Terminologie und Definition der AO-Klassifikation
Die AO-Klassifikation ist eine international anerkannte, systematische Einteilung von Knochenbrüchen (Frakturen) mittels eines alphanumerischen Codes. Die Abkürzung "AO" steht für die 1958 gegründete "Arbeitsgemeinschaft für Osteosynthese".
Hauptzweck dieser Klassifikation ist die standardisierte Dokumentation von Frakturtypen, um eine präzise Kommunikation unter Medizinern zu ermöglichen und die Vergleichbarkeit von Frakturen, beispielsweise für wissenschaftliche Studien, zu gewährleisten.
Methode der Klassifikation
Der Code der AO-Klassifikation liefert detaillierte Informationen über die Lokalisation der Fraktur (welcher Knochen und welches Segment betroffen ist) sowie über den Schweregrad, der die Komplexität und die Prognose der Verletzung widerspiegelt.
1. Lokalisation
Die ersten beiden Ziffern des Codes definieren den Ort der Fraktur:
- Erste Ziffer: Gibt die Körperregion an (z.B. 1 = Humerus, 2 = Unterarm).
- Zweite Ziffer: Bezeichnet das betroffene Knochensegment (z.B. 1 = proximal, 2 = diaphysär/Schaft, 3 = distal).
2. Schweregrad (Frakturtyp)
An dritter Stelle steht ein Buchstabe (A, B oder C), der die Morphologie und Komplexität der Fraktur beschreibt. Die Bedeutung dieses Buchstabens unterscheidet sich fundamental zwischen Schaft- und Gelenkfrakturen.
Schaftfrakturen
- Typ A: Einfache Fraktur (z.B. eine simple Quer- oder Schrägfraktur).
- Typ B: Mehrfachfragmentäre Fraktur (Keilfraktur), bei der nach der Reposition Kontakt zwischen den Hauptfragmenten besteht.
- Typ C: Komplexe Fraktur, bei der kein Kontakt zwischen den Hauptfragmenten nach der Reposition möglich ist.
Gelenkfrakturen
- Typ A: Extraartikuläre Fraktur (der Bruch liegt außerhalb des Gelenks).
- Typ B: Partielle Gelenkfraktur (nur ein Teil der Gelenkfläche ist betroffen, während der Rest mit dem Schaft verbunden bleibt).
- Typ C: Vollständige Gelenkfraktur (die Gelenkfläche ist komplett vom Schaft getrennt und in mehrere Fragmente zerbrochen).
3. Prognose und weitere Spezifizierung
Zwei weitere Ziffern können zur weiteren Detaillierung angehängt werden, um Gruppen und Untergruppen zu definieren. Diese geben Auskunft über die zunehmende Komplexität und die damit verbundene Prognose (z.B. 1 = einfach, 2 = schwierig, 3 = sehr schwierig).

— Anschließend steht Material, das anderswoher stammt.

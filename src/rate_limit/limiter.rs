//! Rate Limiter
//!
//! One token bucket per `(identity, rate type)`, built lazily from the rule
//! resolved for the identity and cached until the rule set changes.

use parking_lot::RwLock;
use std::collections::HashMap;
use std::sync::Arc;
use std::time::{Duration, Instant};

use super::bucket::TokenBucket;
use super::config::RateLimitConfig;
use crate::metrics;
use crate::rules::{Identity, IdentityKey, RateLimit, RuleStore};

/// Outcome of a rate limit check
#[derive(Debug, Clone, PartialEq)]
pub enum RateDecision {
    /// The unit of work may proceed
    Granted,
    /// The caller must reject with `message`
    Denied {
        message: String,
        limit: RateLimit,
        retry_after: Option<Duration>,
    },
}

impl RateDecision {
    pub fn is_granted(&self) -> bool {
        matches!(self, RateDecision::Granted)
    }
}

type BucketKey = (IdentityKey, String);

/// Cached bucket; `None` means no rate applies to this key
#[derive(Debug)]
struct CachedBucket {
    limit: Option<RateLimit>,
    bucket: Option<TokenBucket>,
}

#[derive(Debug, Default)]
struct BucketCache {
    generation: u64,
    buckets: HashMap<BucketKey, Arc<CachedBucket>>,
}

/// Per-identity token bucket rate limiter
#[derive(Debug)]
pub struct RateLimiter {
    rules: RuleStore,
    config: RateLimitConfig,
    cache: RwLock<BucketCache>,
}

impl RateLimiter {
    /// Create a new rate limiter reading rules from `rules`
    pub fn new(rules: RuleStore, config: RateLimitConfig) -> Self {
        Self {
            rules,
            config,
            cache: RwLock::new(BucketCache::default()),
        }
    }

    /// Take one permit for `identity`; `true` means the work may proceed
    pub fn acquire(&self, identity: &Identity, rate_type: &str) -> bool {
        self.check(identity, rate_type).is_granted()
    }

    /// Take one permit for `identity`, returning a deny message on failure
    pub fn check(&self, identity: &Identity, rate_type: &str) -> RateDecision {
        if !self.config.enabled {
            return RateDecision::Granted;
        }

        let cached = self.bucket_for(identity, rate_type);
        let (Some(limit), Some(bucket)) = (&cached.limit, &cached.bucket) else {
            return RateDecision::Granted;
        };

        if bucket.try_acquire() {
            metrics::RATE_LIMIT_GRANTS_TOTAL
                .with_label_values(&[rate_type])
                .inc();
            return RateDecision::Granted;
        }

        metrics::RATE_LIMIT_DENIALS_TOTAL
            .with_label_values(&[rate_type])
            .inc();
        tracing::debug!(identity = %identity.key, rate_type, "Rate limit exceeded");
        RateDecision::Denied {
            message: self.config.format_message(limit),
            limit: limit.clone(),
            retry_after: bucket.time_until_available(),
        }
    }

    /// Cached bucket for the key, building it on first use
    fn bucket_for(&self, identity: &Identity, rate_type: &str) -> Arc<CachedBucket> {
        let resolver = self.rules.resolver();
        let generation = resolver.rules().generation();
        let key = (identity.key.clone(), rate_type.to_string());

        {
            let cache = self.cache.read();
            if cache.generation == generation {
                if let Some(cached) = cache.buckets.get(&key) {
                    return cached.clone();
                }
            }
        }

        let mut cache = self.cache.write();
        if cache.generation != generation {
            tracing::debug!(
                old = cache.generation,
                new = generation,
                "Rule set changed, dropping cached buckets"
            );
            cache.buckets.clear();
            cache.generation = generation;
        }

        let capacity = self.config.max_cached_buckets.max(1);
        if cache.buckets.len() >= capacity && !cache.buckets.contains_key(&key) {
            shrink(&mut cache.buckets, capacity, Instant::now());
        }

        cache
            .buckets
            .entry(key)
            .or_insert_with(|| {
                let group_limit = resolver
                    .resolve_identity_where(identity, |rule| rule.rate(rate_type).is_some())
                    .and_then(|rule| rule.rate(rate_type).cloned());
                let global_limit = resolver
                    .global()
                    .and_then(|rule| rule.rate(rate_type).cloned());

                let limit = match (group_limit, global_limit) {
                    (Some(group), Some(global)) if global.is_stricter_than(&group) => Some(global),
                    (Some(group), _) => Some(group),
                    (None, global) => global,
                };

                let bucket = limit
                    .as_ref()
                    .map(|l| TokenBucket::from_limit(l, self.config.grace_permits));
                Arc::new(CachedBucket { limit, bucket })
            })
            .clone()
    }

    /// Drop every cached bucket of `key` (e.g. the account was deleted)
    pub fn invalidate(&self, key: &IdentityKey) {
        self.cache.write().buckets.retain(|(k, _), _| k != key);
    }

    /// Number of cached buckets
    pub fn cached_buckets(&self) -> usize {
        self.cache.read().buckets.len()
    }

    pub fn config(&self) -> &RateLimitConfig {
        &self.config
    }
}

/// Make room in a cache holding `capacity` buckets.
///
/// Keys no rate applies to and buckets that have refilled completely go
/// first; both are rebuilt unchanged on next use, except that a rebuilt
/// bucket hands out its grace permits again. When that is not enough, the
/// buckets with the most stored permits go next, so callers that used up
/// their burst keep their state.
fn shrink(buckets: &mut HashMap<BucketKey, Arc<CachedBucket>>, capacity: usize, now: Instant) {
    let before = buckets.len();
    buckets.retain(|_, cached| match &cached.bucket {
        Some(bucket) => !bucket.is_full_at(now),
        None => false,
    });

    // leave some headroom so the next misses do not shrink again right away
    let target = (capacity - capacity / 10).min(capacity - 1);
    if buckets.len() > target {
        let mut by_stored: Vec<(BucketKey, f64)> = buckets
            .iter()
            .map(|(key, cached)| {
                let stored = cached
                    .bucket
                    .as_ref()
                    .map_or(f64::MAX, |bucket| bucket.available_at(now));
                (key.clone(), stored)
            })
            .collect();
        by_stored.sort_by(|a, b| b.1.total_cmp(&a.1));

        let excess = buckets.len() - target;
        for (key, _) in by_stored.into_iter().take(excess) {
            buckets.remove(&key);
        }
    }

    tracing::debug!(before, after = buckets.len(), capacity, "Shrunk rate limit bucket cache");
}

Beispiele für die AO-Klassifikation
Unterarmschaftfrakturen
Eine einfache, diaphysäre (im Schaftbereich gelegene) Fraktur des Radius wird als 2R2A-Fraktur klassifiziert:
- 2R: Lokalisation am Radius (Unterarm).
- 2: Diaphysäres (mittleres) Segment.
- A: Einfache Frakturmorphologie.
Humeruskopffrakturen (AO/OTA-Klassifikation)
- A-Frakturen: Extraartikuläre, unifokale 2-Fragment-Fraktur.
- B-Frakturen: Extraartikuläre, bifokale 3-Fragment-Fraktur.
- C-Frakturen: Artikulare (das Gelenk betreffende) oder 4-Fragment-Fraktur.